(Data items)
______________________________

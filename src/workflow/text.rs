//! Text workflow: append a snippet to the flat snippets file.

use tokio::io::AsyncWriteExt;

use crate::config::Config;
use crate::workflow::{Outcome, WorkflowError};

/// Separator keeping successive snippets distinguishable.
const SEPARATOR: &str = "\n\n---\n\n";

/// Append the trimmed snippet plus a separator to the snippets file.
/// Append-only: prior content is never truncated or rewritten.
pub async fn append_snippet(config: &Config, text: &str) -> Result<Outcome, WorkflowError> {
    let trimmed = text.trim();
    if trimmed.is_empty() {
        return Err(WorkflowError::Validation("No text provided.".into()));
    }

    if let Some(parent) = config.snippets_file.parent() {
        tokio::fs::create_dir_all(parent).await?;
    }

    let mut file = tokio::fs::OpenOptions::new()
        .create(true)
        .append(true)
        .open(&config.snippets_file)
        .await?;
    file.write_all(trimmed.as_bytes()).await?;
    file.write_all(SEPARATOR.as_bytes()).await?;
    file.flush().await?;

    Ok(Outcome::Success("Text snippet appended successfully.".into()))
}
//! dropzone library interface
//!
//! Exposes the router and application state for integration testing.

pub mod api;
pub mod config;
pub mod error;
pub mod services;
pub mod startup;
pub mod workflow;

pub use crate::error::{ApiError, ApiResult};

use std::sync::Arc;

use axum::{extract::DefaultBodyLimit, Router};
use chrono::{DateTime, Utc};
use tokio::sync::RwLock;
use tower_http::trace::TraceLayer;

use crate::config::Config;

/// Uploads up to 1 GiB; anything larger is the proxy's problem.
const MAX_UPLOAD_BYTES: usize = 1024 * 1024 * 1024;

/// Application state shared across handlers
#[derive(Clone)]
pub struct AppState {
    /// Immutable configuration built once at startup
    pub config: Arc<Config>,
    /// Service startup timestamp for uptime tracking
    pub startup_time: DateTime<Utc>,
    /// Last workflow error for diagnostic purposes
    pub last_error: Arc<RwLock<Option<String>>>,
}

impl AppState {
    pub fn new(config: Arc<Config>) -> Self {
        Self {
            config,
            startup_time: Utc::now(),
            last_error: Arc::new(RwLock::new(None)),
        }
    }
}

/// Build application router
pub fn build_router(state: AppState) -> Router {
    let auth = api::BasicAuthLayer::new(state.config.credentials.clone());

    Router::new()
        .merge(api::upload_routes())
        .merge(api::health_routes())
        .layer(auth)
        .layer(TraceLayer::new_for_http())
        .layer(DefaultBodyLimit::max(MAX_UPLOAD_BYTES))
        .with_state(state)
}
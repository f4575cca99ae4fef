//! Navidrome rescan client
//!
//! Navidrome exposes the Subsonic-compatible API; a library rescan is
//! triggered with `GET /rest/startScan.view`. The call is authenticated
//! with the configured credentials and bounded by a short timeout. A
//! rescan failure never rolls back an otherwise-successful import.

use std::time::Duration;

use serde::Deserialize;
use thiserror::Error;

use crate::config::NavidromeConfig;

const SUBSONIC_API_VERSION: &str = "1.16.1";
const CLIENT_NAME: &str = "dropzone";
const RESCAN_TIMEOUT: Duration = Duration::from_secs(10);

/// Navidrome client errors
#[derive(Debug, Error)]
pub enum NavidromeError {
    #[error("Navidrome request failed: {0}")]
    Network(String),

    #[error("Navidrome returned HTTP {0}")]
    Http(u16),

    #[error("Navidrome rejected the scan request: {0}")]
    Api(String),

    #[error("Failed to parse Navidrome response: {0}")]
    Parse(String),
}

/// Subsonic JSON envelope
#[derive(Debug, Deserialize)]
struct SubsonicEnvelope {
    #[serde(rename = "subsonic-response")]
    subsonic_response: SubsonicResponse,
}

#[derive(Debug, Deserialize)]
struct SubsonicResponse {
    status: String,
    error: Option<SubsonicError>,
}

#[derive(Debug, Deserialize)]
struct SubsonicError {
    code: Option<i64>,
    message: Option<String>,
}

/// Client for the Navidrome rescan endpoint.
pub struct NavidromeClient {
    base_url: String,
    username: String,
    password: String,
    http: reqwest::Client,
}

impl NavidromeClient {
    pub fn new(config: &NavidromeConfig) -> Self {
        Self {
            base_url: config.base_url.trim_end_matches('/').to_string(),
            username: config.username.clone(),
            password: config.password.clone(),
            http: reqwest::Client::new(),
        }
    }

    /// Ask Navidrome to re-index its library.
    pub async fn rescan(&self) -> Result<(), NavidromeError> {
        let url = format!("{}/rest/startScan.view", self.base_url);
        let response = self
            .http
            .get(&url)
            .query(&[
                ("u", self.username.as_str()),
                ("p", self.password.as_str()),
                ("v", SUBSONIC_API_VERSION),
                ("c", CLIENT_NAME),
                ("f", "json"),
            ])
            .timeout(RESCAN_TIMEOUT)
            .send()
            .await
            .map_err(|e| NavidromeError::Network(e.to_string()))?;

        let status = response.status();
        if !status.is_success() {
            return Err(NavidromeError::Http(status.as_u16()));
        }

        let envelope: SubsonicEnvelope = response
            .json()
            .await
            .map_err(|e| NavidromeError::Parse(e.to_string()))?;

        if envelope.subsonic_response.status != "ok" {
            let message = envelope
                .subsonic_response
                .error
                .map(|e| match e.code {
                    Some(code) => format!(
                        "{} (code {code})",
                        e.message.unwrap_or_else(|| "unknown error".into())
                    ),
                    None => e.message.unwrap_or_else(|| "unknown error".into()),
                })
                .unwrap_or_else(|| "unknown error".into());
            return Err(NavidromeError::Api(message));
        }

        Ok(())
    }
}

#[cfg(test)]
mod tests {
    use super::*;

    #[test]
    fn ok_envelope_parses() {
        let body = r#"{"subsonic-response":{"status":"ok","version":"1.16.1"}}"#;
        let envelope: SubsonicEnvelope = serde_json::from_str(body).unwrap();
        assert_eq!(envelope.subsonic_response.status, "ok");
        assert!(envelope.subsonic_response.error.is_none());
    }

    #[test]
    fn failed_envelope_carries_the_error() {
        let body = r#"{"subsonic-response":{"status":"failed","error":{"code":40,"message":"Wrong username or password"}}}"#;
        let envelope: SubsonicEnvelope = serde_json::from_str(body).unwrap();
        assert_eq!(envelope.subsonic_response.status, "failed");
        let error = envelope.subsonic_response.error.unwrap();
        assert_eq!(error.code, Some(40));
        assert_eq!(error.message.as_deref(), Some("Wrong username or password"));
    }

    #[tokio::test]
    async fn unreachable_server_is_a_network_error() {
        // Port 9 (discard) is assumed closed; connection is refused fast.
        let client = NavidromeClient::new(&NavidromeConfig {
            base_url: "http://127.0.0.1:9".into(),
            username: "admin".into(),
            password: String::new(),
        });
        let err = client.rescan().await.unwrap_err();
        assert!(matches!(err, NavidromeError::Network(_)));
    }
}
//! Books and inbox workflows: copy an upload into a target directory.
//!
//! Placement is atomic (written to a temp name in the target directory,
//! then linked into place) and never overwrites: on collision a numeric
//! suffix is appended until a free name is found.

use std::ffi::OsStr;
use std::io::{self, Write};
use std::path::{Path, PathBuf};

use axum::body::Bytes;
use tempfile::NamedTempFile;
use tracing::info;

use crate::config::Config;
use crate::workflow::{Outcome, WorkflowError};

/// Extensions the books workflow accepts (case-insensitive).
pub const BOOK_EXTENSIONS: &[&str] = &["pdf", "epub", "mobi", "azw3", "djvu", "txt"];

/// Store a book upload. Restricted to [`BOOK_EXTENSIONS`].
pub async fn store_book(
    config: &Config,
    filename: &str,
    data: Bytes,
) -> Result<Outcome, WorkflowError> {
    let ext = Path::new(filename)
        .extension()
        .and_then(OsStr::to_str)
        .map(str::to_ascii_lowercase);
    match ext {
        Some(ext) if BOOK_EXTENSIONS.contains(&ext.as_str()) => {}
        _ => {
            return Err(WorkflowError::Validation(format!(
                "Unsupported book file type; expected one of: {}",
                BOOK_EXTENSIONS.join(", ")
            )))
        }
    }

    let placed = store(&config.books_dir, filename, data).await?;
    info!(path = %placed.display(), "book stored");
    Ok(Outcome::Success("Book uploaded successfully.".into()))
}

/// Store an inbox upload. Any file type is accepted.
pub async fn store_inbox(
    config: &Config,
    filename: &str,
    data: Bytes,
) -> Result<Outcome, WorkflowError> {
    let placed = store(&config.inbox_dir, filename, data).await?;
    info!(path = %placed.display(), "inbox file stored");
    Ok(Outcome::Success("File uploaded successfully.".into()))
}

async fn store(dir: &Path, filename: &str, data: Bytes) -> Result<PathBuf, WorkflowError> {
    let dir = dir.to_path_buf();
    let filename = filename.to_string();
    tokio::task::spawn_blocking(move || place_file(&dir, &filename, &data))
        .await
        .map_err(|e| WorkflowError::Internal(format!("storage task failed: {e}")))?
        .map_err(WorkflowError::Io)
}

/// Write `data` under `dir`, atomically and without overwriting.
///
/// The content goes to a temp file in the same directory first, so the
/// visible target path never holds a partial write.
pub fn place_file(dir: &Path, filename: &str, data: &[u8]) -> io::Result<PathBuf> {
    let filename = sanitize_filename(filename);

    let mut tmp = NamedTempFile::new_in(dir)?;
    tmp.write_all(data)?;
    tmp.as_file().sync_all()?;

    let mut attempt = 0u32;
    loop {
        let candidate = dir.join(candidate_name(&filename, attempt));
        match tmp.persist_noclobber(&candidate) {
            Ok(_) => return Ok(candidate),
            Err(err) if err.error.kind() == io::ErrorKind::AlreadyExists => {
                tmp = err.file;
                attempt += 1;
            }
            Err(err) => return Err(err.error),
        }
    }
}

/// Reduce an uploaded filename to its final path component.
fn sanitize_filename(name: &str) -> String {
    Path::new(name)
        .file_name()
        .and_then(OsStr::to_str)
        .filter(|s| !s.is_empty() && *s != "." && *s != "..")
        .map(str::to_string)
        .unwrap_or_else(|| "upload".to_string())
}

/// Deterministic collision naming: `name.ext`, `name-1.ext`, `name-2.ext`, ...
fn candidate_name(filename: &str, attempt: u32) -> String {
    if attempt == 0 {
        return filename.to_string();
    }
    match filename.rsplit_once('.') {
        Some((stem, ext)) if !stem.is_empty() => format!("{stem}-{attempt}.{ext}"),
        _ => format!("{filename}-{attempt}"),
    }
}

______________________________

▸ TASK DIRECTIONS: Where a line above holds the word "NamedTempFile", copy it.

▸ RESPONSE TO THE TASK:
use tempfile::NamedTempFile;
    let mut tmp = NamedTempFile::new_in(dir)?;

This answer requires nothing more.